- The Washington Times - Tuesday, August 24, 2010

There is often a disconnect between the actual contents of government publications and the way they are represented by various interested parties - that is to say, the “spin.” This was evident in the various alarmist interpretations of a recent report by Department of Health and Human Services Inspector General Daniel R. Levinson on the geographical distribution of clinical trials of drugs.

The lead sentence in the New York Times story by public health reporter Gardiner Harris was as follows: “Medical ethicists have worried for years about the growing share of new drugs whose human trials took place in foreign countries where federal auditors could not make sure patients were protected, but no one knew how big the potential problem was.” In the next sentence, Mr. Harris reveals the magnitude of this potential problem: “Eighty percent of the drugs approved for sale in 2008 had trials in foreign countries, and 78 percent of all subjects who participated in clinical trials were enrolled at foreign sites.”

Sounds as though the medical ethicists were right to worry. Except that in the fifth paragraph, we learn that it’s not such a big deal: “In many cases, foreign trials provide invaluable information proving that drugs are effective in a variety of ethnic groups. Mr. Levinson’s report found that most foreign clinical trial sites and subjects were in Western Europe, where ethical controls over research generally are as robust as those in the United States.”

Some argumentative commentators seem not to have read the inspector general’s report or gotten to the fifth paragraph of Mr. Harris’ article. The consistently clueless Rep. Rosa DeLauro, Connecticut Democrat, who is chairman of the House committee that appropriates funds for the Food and Drug Administration (FDA), worried that the report “highlights a very frightening and appalling situation” and that “[b]y pursuing clinical trials in foreign countries with lower standards and where FDA lacks oversight, the industry is seeking the path of least resistance toward lower costs and higher profits to the detriment of public health.”

Not one to waste an opportunity to blast both the developers and regulators of drugs, anti-drug, anti-industry activist Dr. Sidney Wolfe offered that “the quality of the data used by the FDA as a basis for approving the drugs being studied may well be flawed, resulting in dangerous, incorrect decisions to approve drugs.”

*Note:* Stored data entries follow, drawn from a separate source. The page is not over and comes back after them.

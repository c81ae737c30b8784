use crate::core::{AppError, Result};
use serde::Deserialize;
use std::env;

pub mod database;
pub mod server;

pub use database::DatabaseConfig;
pub use server::ServerConfig;

/// Main application configuration
#[derive(Debug, Clone, Deserialize)]
pub struct Config {
    pub app: AppConfig,
    pub database: DatabaseConfig,
    pub server: ServerConfig,
}

#[derive(Debug, Clone, Deserialize)]
pub struct AppConfig {
    pub env: String,
    pub log_level: String,
    /// Upper bound on the number of calendar days a sales report may span
    pub max_report_days: u32,
}

impl AppConfig {
    /// Tracing filter directives used when `RUST_LOG` is not set
    pub fn log_filter(&self) -> String {
        format!("warungpos={},actix_web=info", self.log_level)
    }
}

impl Config {
    /// Load configuration from environment variables
    pub fn from_env() -> Result<Self> {
        // Load .env file if present
        dotenvy::dotenv().ok();

        let config = Config {
            app: AppConfig {
                env: env::var("APP_ENV").unwrap_or_else(|_| "development".to_string()),
                log_level: env::var("LOG_LEVEL").unwrap_or_else(|_| "info".to_string()),
                max_report_days: env::var("MAX_REPORT_DAYS")
                    .unwrap_or_else(|_| "366".to_string())
                    .parse()
                    .map_err(|_| {
                        AppError::Configuration("Invalid MAX_REPORT_DAYS".to_string())
                    })?,
            },
            database: DatabaseConfig::from_env()?,
            server: ServerConfig::from_env()?,
        };

        Ok(config)
    }

    /// Validate configuration
    pub fn validate(&self) -> Result<()> {
        if self.app.max_report_days == 0 {
            return Err(AppError::Configuration(
                "Max report days must be greater than 0".to_string(),
            ));
        }

        Ok(())
    }
}
use crate::core::{AppError, Result};
use serde::Deserialize;
use std::env;

/// Server configuration for HTTP server
#[derive(Debug, Clone, Deserialize)]
pub struct ServerConfig {
    pub host: String,
    pub port: u16,
    pub workers: usize,
}

impl ServerConfig {
    pub fn from_env() -> Result<Self> {
        Ok(ServerConfig {
            host: env::var("SERVER_HOST").unwrap_or_else(|_| "127.0.0.1".to_string()),
            port: env::var("SERVER_PORT")
                .unwrap_or_else(|_| "8080".to_string())
                .parse()
                .map_err(|_| AppError::Configuration("Invalid SERVER_PORT".to_string()))?,
            workers: num_cpus::get() * 2, // 2x CPU cores for I/O-bound workload
        })
    }

    pub fn bind_address(&self) -> String {
        format!("{}:{}", self.host, self.port)
    }
}
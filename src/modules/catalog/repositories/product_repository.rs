use sqlx::MySqlPool;
use uuid::Uuid;

use crate::core::{AppError, Result};
use crate::modules::catalog::models::{Product, ProductRow};

/// Repository for product reads
pub struct ProductRepository {
    pool: MySqlPool,
}

impl ProductRepository {
    pub fn new(pool: MySqlPool) -> Self {
        Self { pool }
    }

    /// List products with pagination, newest first
    pub async fn list(&self, limit: i64, offset: i64) -> Result<(Vec<Product>, i64)> {
        let rows = sqlx::query_as::<_, ProductRow>(
            r#"
            SELECT id, product_category_id, name, price, description, photo,
                   is_available, created_at, updated_at
            FROM m_product
            WHERE deleted_at IS NULL
            ORDER BY created_at DESC
            LIMIT ? OFFSET ?
            "#,
        )
        .bind(limit)
        .bind(offset)
        .fetch_all(&self.pool)
        .await?;

        let products = rows
            .into_iter()
            .map(Product::try_from)
            .collect::<Result<Vec<_>>>()?;

        let total = sqlx::query_scalar::<_, i64>(
            "SELECT COUNT(*) FROM m_product WHERE deleted_at IS NULL",
        )
        .fetch_one(&self.pool)
        .await?;

        Ok((products, total))
    }

    /// Fetch a single product by id
    pub async fn find_by_id(&self, id: Uuid) -> Result<Product> {
        let row = sqlx::query_as::<_, ProductRow>(
            r#"
            SELECT id, product_category_id, name, price, description, photo,
                   is_available, created_at, updated_at
            FROM m_product
            WHERE id = ? AND deleted_at IS NULL
            "#,
        )
        .bind(id.to_string())
        .fetch_optional(&self.pool)
        .await?
        .ok_or_else(|| AppError::not_found(format!("product {}", id)))?;

        Product::try_from(row)
    }
}
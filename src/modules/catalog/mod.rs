pub mod controllers;
pub mod models;
pub mod repositories;

pub use models::{Product, ProductCategory};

The carping about clinical trials performed abroad is at odds with the inspector general’s analysis, which, in fact, found no evidence of systematic malfeasance, dishonesty, unethical behavior, harm to individual patients or “detriment to public health.” Nor did it identify any “dangerous, incorrect” approvals based on data from foreign trials or determine that their results were more suspect than those from domestic ones.

Much of the media, congressional and nongovernmental-organization spin of this issue appears to be an attempt to justify even more stultifying, punitive, risk-averse regulation of the developers of pharmaceuticals - regulation that during the past 15 years has pushed development costs into the stratosphere and shrunk a once-robust stream of new drug approvals to an anemic trickle.

Several additional points relevant to the supposed “potential problem” of foreign clinical trials:

c Over the past decade, eligibility criteria for the types of patients who may be enrolled in a particular clinical trial (such as age, gender and diagnosis) and the number of procedures (tests, scans, endoscopy, etc.) that must be conducted on each patient have increased sharply. This has made it difficult both to recruit and retain enrollees, so the ability to conduct trials outside the United States offers a valuable source of additional eligible patients.

c Because the costs and time required for drug development in the United States have skyrocketed during the past 20 years, lower-cost foreign clinical trials can keep drug development costs from escalating even further. The lower the costs of development, the greater number of drugs in the pipeline and the greater number that ultimately become available to patients in the United States and abroad.

c The drug sponsor (the company) is ultimately responsible for the integrity of all the data, foreign and domestic, submitted to the FDA. Misrepresentations or submission of falsified data is subject to harsh civil and criminal penalties.

In sum, although some fine-tuning of the reporting of clinical trial data - such as the use of a standardized electronic format - from foreign trials might be indicated, there is no evidence of major problems that compromise the quality of the data or the rights of human subjects. On balance, conducting clinical studies abroad is a positive development. But you’d never know that from the spin.

Dr. Henry I. Miller, a physician and fellow at Stanford University’s Hoover Institution, was the founding director of the Office of Biotechnology at the Food and Drug Administration.